━━━━━ The data ━━━━━
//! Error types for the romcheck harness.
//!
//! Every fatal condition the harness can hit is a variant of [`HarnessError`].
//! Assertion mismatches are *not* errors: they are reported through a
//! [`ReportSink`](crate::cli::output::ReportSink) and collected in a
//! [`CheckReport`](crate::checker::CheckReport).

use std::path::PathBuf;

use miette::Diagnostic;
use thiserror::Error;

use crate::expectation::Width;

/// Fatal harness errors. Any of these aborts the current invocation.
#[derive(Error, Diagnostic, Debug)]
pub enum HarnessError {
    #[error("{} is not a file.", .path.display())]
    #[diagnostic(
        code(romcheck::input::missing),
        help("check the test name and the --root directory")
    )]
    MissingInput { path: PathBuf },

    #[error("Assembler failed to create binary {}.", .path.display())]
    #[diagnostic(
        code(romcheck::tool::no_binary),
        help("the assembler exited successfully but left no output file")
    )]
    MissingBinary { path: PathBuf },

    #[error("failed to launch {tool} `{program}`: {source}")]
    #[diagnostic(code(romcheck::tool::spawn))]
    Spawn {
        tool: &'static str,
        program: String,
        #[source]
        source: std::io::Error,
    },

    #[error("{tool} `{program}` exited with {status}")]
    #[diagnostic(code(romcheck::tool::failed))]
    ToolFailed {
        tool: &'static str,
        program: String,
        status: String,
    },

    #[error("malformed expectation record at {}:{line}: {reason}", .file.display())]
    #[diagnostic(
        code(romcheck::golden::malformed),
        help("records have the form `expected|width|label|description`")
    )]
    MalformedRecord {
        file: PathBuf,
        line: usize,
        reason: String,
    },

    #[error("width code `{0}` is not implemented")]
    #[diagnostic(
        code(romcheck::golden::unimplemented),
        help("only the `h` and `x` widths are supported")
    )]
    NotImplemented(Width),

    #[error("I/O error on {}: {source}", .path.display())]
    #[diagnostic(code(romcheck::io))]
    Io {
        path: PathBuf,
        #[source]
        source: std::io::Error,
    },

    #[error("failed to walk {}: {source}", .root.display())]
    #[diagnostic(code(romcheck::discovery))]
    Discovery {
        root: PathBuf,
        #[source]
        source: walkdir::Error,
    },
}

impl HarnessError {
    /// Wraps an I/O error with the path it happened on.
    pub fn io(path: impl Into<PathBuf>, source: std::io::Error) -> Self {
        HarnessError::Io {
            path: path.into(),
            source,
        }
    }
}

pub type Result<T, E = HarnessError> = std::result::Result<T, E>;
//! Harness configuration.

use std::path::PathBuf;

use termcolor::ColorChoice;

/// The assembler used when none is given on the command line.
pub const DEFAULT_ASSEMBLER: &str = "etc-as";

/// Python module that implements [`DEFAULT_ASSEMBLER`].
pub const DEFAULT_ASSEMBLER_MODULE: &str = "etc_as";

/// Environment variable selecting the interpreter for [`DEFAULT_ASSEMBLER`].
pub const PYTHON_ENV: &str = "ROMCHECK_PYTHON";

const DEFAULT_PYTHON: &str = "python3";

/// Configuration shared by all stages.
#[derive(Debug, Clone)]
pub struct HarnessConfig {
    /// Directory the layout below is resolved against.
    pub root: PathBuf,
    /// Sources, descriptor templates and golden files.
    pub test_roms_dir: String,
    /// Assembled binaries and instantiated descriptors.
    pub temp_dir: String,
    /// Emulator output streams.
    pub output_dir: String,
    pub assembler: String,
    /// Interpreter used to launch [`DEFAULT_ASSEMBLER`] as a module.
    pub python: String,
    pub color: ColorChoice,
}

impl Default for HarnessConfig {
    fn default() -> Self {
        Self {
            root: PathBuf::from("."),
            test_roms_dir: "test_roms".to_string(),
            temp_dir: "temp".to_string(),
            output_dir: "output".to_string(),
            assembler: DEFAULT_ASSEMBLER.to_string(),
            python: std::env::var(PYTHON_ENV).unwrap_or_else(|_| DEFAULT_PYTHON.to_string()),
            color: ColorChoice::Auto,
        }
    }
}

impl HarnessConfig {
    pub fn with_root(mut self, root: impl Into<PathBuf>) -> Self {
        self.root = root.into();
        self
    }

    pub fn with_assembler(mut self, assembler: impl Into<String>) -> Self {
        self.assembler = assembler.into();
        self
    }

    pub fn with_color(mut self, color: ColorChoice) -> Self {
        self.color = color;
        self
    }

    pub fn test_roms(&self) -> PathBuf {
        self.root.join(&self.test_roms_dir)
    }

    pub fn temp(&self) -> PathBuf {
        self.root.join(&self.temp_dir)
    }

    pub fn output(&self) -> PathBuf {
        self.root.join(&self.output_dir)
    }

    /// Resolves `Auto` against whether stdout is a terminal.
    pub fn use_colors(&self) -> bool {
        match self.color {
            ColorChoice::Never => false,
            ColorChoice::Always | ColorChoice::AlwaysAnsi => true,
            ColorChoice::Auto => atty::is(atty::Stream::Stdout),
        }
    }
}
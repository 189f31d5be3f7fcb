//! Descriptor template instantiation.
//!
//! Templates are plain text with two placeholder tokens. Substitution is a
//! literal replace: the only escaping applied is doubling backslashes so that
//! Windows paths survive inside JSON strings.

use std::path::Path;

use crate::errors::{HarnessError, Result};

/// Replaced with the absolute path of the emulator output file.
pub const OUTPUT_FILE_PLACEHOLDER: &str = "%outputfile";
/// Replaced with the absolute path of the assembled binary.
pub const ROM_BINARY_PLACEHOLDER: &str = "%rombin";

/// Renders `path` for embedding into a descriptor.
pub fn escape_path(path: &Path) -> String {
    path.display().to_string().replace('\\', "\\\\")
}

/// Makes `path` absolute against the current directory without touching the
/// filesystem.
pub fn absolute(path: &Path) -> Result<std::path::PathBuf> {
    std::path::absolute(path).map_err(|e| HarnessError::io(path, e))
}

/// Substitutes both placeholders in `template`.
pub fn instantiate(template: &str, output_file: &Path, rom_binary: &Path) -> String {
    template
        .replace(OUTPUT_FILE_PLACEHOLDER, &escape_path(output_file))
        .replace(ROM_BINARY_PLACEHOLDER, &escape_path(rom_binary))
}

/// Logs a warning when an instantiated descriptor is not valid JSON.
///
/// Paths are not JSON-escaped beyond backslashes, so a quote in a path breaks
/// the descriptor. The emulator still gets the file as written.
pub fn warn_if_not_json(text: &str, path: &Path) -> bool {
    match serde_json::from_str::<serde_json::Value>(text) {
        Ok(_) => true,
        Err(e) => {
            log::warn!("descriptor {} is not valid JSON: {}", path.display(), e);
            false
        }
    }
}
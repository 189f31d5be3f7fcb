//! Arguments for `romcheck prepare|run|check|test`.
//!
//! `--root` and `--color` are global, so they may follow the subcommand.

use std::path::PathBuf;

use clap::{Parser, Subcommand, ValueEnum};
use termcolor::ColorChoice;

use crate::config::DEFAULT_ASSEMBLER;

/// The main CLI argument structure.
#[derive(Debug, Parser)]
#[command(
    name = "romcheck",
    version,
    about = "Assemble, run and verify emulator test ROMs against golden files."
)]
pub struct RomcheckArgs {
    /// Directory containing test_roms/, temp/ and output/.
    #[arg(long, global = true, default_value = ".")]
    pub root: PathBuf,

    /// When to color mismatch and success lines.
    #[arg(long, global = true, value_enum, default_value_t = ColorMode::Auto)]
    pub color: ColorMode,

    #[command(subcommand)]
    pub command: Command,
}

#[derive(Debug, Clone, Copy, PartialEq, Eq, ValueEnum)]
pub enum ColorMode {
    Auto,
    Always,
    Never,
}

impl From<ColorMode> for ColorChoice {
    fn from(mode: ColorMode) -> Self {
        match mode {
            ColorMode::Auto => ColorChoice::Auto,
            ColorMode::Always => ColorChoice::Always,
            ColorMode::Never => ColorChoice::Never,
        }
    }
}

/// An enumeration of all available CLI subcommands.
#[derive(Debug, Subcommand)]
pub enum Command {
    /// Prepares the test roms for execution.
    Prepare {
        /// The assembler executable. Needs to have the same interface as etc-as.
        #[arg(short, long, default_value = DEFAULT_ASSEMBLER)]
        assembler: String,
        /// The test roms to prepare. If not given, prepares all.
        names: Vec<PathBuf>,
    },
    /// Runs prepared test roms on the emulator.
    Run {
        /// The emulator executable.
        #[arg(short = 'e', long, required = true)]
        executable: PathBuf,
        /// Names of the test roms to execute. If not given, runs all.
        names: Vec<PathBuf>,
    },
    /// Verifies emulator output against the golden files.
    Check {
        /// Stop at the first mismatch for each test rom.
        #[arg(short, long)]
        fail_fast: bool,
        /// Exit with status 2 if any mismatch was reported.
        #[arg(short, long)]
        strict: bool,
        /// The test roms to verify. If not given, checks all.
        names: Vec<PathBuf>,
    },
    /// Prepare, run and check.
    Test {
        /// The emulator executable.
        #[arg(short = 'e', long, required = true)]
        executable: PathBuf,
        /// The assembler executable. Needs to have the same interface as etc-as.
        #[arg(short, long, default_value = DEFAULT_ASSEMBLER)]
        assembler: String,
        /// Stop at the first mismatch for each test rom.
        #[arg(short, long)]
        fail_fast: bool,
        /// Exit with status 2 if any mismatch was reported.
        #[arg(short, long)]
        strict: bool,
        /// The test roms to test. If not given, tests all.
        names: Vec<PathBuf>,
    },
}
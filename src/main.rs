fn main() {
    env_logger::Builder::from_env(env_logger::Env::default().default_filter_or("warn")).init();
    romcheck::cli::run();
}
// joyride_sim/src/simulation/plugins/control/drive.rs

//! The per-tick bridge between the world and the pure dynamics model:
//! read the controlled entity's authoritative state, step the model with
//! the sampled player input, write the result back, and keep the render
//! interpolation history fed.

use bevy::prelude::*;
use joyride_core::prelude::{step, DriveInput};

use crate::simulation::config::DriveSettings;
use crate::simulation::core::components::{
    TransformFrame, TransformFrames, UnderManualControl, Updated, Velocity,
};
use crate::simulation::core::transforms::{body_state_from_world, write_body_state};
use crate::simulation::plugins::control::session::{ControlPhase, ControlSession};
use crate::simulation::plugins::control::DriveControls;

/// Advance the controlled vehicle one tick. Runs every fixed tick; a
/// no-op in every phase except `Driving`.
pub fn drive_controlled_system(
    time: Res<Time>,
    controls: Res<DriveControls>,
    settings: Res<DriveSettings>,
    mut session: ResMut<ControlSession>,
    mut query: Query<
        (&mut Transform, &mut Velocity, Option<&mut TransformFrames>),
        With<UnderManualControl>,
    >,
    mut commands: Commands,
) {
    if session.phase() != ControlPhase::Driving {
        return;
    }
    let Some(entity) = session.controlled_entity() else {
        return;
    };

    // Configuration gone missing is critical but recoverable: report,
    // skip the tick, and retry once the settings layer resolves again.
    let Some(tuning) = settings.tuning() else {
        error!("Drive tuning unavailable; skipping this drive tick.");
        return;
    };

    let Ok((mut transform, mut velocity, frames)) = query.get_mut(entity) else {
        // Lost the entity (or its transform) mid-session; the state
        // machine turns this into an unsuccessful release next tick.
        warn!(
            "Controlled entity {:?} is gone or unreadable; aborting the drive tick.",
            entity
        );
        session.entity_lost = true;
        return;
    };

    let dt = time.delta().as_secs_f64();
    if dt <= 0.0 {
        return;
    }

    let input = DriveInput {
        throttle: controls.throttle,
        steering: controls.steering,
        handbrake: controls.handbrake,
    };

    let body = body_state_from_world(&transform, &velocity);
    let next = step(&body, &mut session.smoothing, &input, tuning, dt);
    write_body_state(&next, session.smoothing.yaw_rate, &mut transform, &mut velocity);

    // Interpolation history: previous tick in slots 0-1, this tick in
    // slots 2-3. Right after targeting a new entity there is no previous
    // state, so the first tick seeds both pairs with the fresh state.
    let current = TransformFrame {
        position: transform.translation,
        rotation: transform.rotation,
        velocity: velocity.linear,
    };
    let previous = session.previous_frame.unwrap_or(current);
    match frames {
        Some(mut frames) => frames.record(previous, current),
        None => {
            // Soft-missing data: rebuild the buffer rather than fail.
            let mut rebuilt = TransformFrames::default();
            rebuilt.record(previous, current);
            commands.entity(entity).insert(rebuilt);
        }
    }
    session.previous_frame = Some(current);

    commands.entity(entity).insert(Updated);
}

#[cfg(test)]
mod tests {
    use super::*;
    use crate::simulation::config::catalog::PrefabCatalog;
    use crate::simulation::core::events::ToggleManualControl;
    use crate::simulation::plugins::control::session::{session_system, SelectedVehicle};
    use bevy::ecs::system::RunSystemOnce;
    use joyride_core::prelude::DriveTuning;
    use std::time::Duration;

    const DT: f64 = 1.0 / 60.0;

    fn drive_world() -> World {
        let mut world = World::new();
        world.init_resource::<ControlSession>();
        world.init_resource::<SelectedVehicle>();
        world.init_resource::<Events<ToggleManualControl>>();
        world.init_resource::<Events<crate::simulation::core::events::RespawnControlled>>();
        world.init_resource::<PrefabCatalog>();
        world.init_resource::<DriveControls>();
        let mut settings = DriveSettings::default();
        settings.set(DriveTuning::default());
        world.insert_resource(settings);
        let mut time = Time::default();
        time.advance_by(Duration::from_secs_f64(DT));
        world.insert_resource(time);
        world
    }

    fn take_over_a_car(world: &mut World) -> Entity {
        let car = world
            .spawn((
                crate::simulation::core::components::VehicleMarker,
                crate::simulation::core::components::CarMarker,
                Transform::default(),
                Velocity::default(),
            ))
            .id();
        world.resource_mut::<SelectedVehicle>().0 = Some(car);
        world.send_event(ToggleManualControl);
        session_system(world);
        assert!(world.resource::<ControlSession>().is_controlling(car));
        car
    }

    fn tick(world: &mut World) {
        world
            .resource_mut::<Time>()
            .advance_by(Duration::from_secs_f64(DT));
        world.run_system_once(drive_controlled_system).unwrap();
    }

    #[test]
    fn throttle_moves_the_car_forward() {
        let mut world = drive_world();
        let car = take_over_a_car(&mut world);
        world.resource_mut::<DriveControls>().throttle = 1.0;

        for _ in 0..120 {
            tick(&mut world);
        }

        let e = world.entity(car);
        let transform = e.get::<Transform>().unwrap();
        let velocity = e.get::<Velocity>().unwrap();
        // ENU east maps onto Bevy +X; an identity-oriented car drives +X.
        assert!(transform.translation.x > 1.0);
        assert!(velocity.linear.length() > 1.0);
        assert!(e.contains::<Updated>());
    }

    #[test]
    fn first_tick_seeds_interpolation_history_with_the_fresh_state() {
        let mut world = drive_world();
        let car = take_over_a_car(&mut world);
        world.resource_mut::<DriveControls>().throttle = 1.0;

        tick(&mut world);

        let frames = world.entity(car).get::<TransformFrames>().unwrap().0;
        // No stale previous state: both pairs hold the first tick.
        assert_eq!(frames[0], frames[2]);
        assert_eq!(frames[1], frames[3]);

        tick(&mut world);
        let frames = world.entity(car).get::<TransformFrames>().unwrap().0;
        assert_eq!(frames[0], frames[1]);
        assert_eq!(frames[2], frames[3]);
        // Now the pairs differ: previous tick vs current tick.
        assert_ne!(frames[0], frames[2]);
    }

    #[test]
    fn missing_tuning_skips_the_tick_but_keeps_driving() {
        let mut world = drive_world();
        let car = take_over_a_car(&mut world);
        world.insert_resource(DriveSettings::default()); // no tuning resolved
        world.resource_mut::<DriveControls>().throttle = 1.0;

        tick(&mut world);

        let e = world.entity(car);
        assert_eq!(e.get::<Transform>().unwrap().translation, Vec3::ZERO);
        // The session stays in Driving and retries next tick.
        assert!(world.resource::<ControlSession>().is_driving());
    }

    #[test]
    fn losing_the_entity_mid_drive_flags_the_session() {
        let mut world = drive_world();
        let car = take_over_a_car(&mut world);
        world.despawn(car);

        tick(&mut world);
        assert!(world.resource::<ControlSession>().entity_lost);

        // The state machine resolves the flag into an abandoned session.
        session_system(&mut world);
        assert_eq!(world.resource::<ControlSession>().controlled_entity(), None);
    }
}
━━━━━
__Task prompt__. Copy out each line of the data that includes the string "Duration".

__Answer section__.
    use std::time::Duration;
        time.advance_by(Duration::from_secs_f64(DT));
            .advance_by(Duration::from_secs_f64(DT));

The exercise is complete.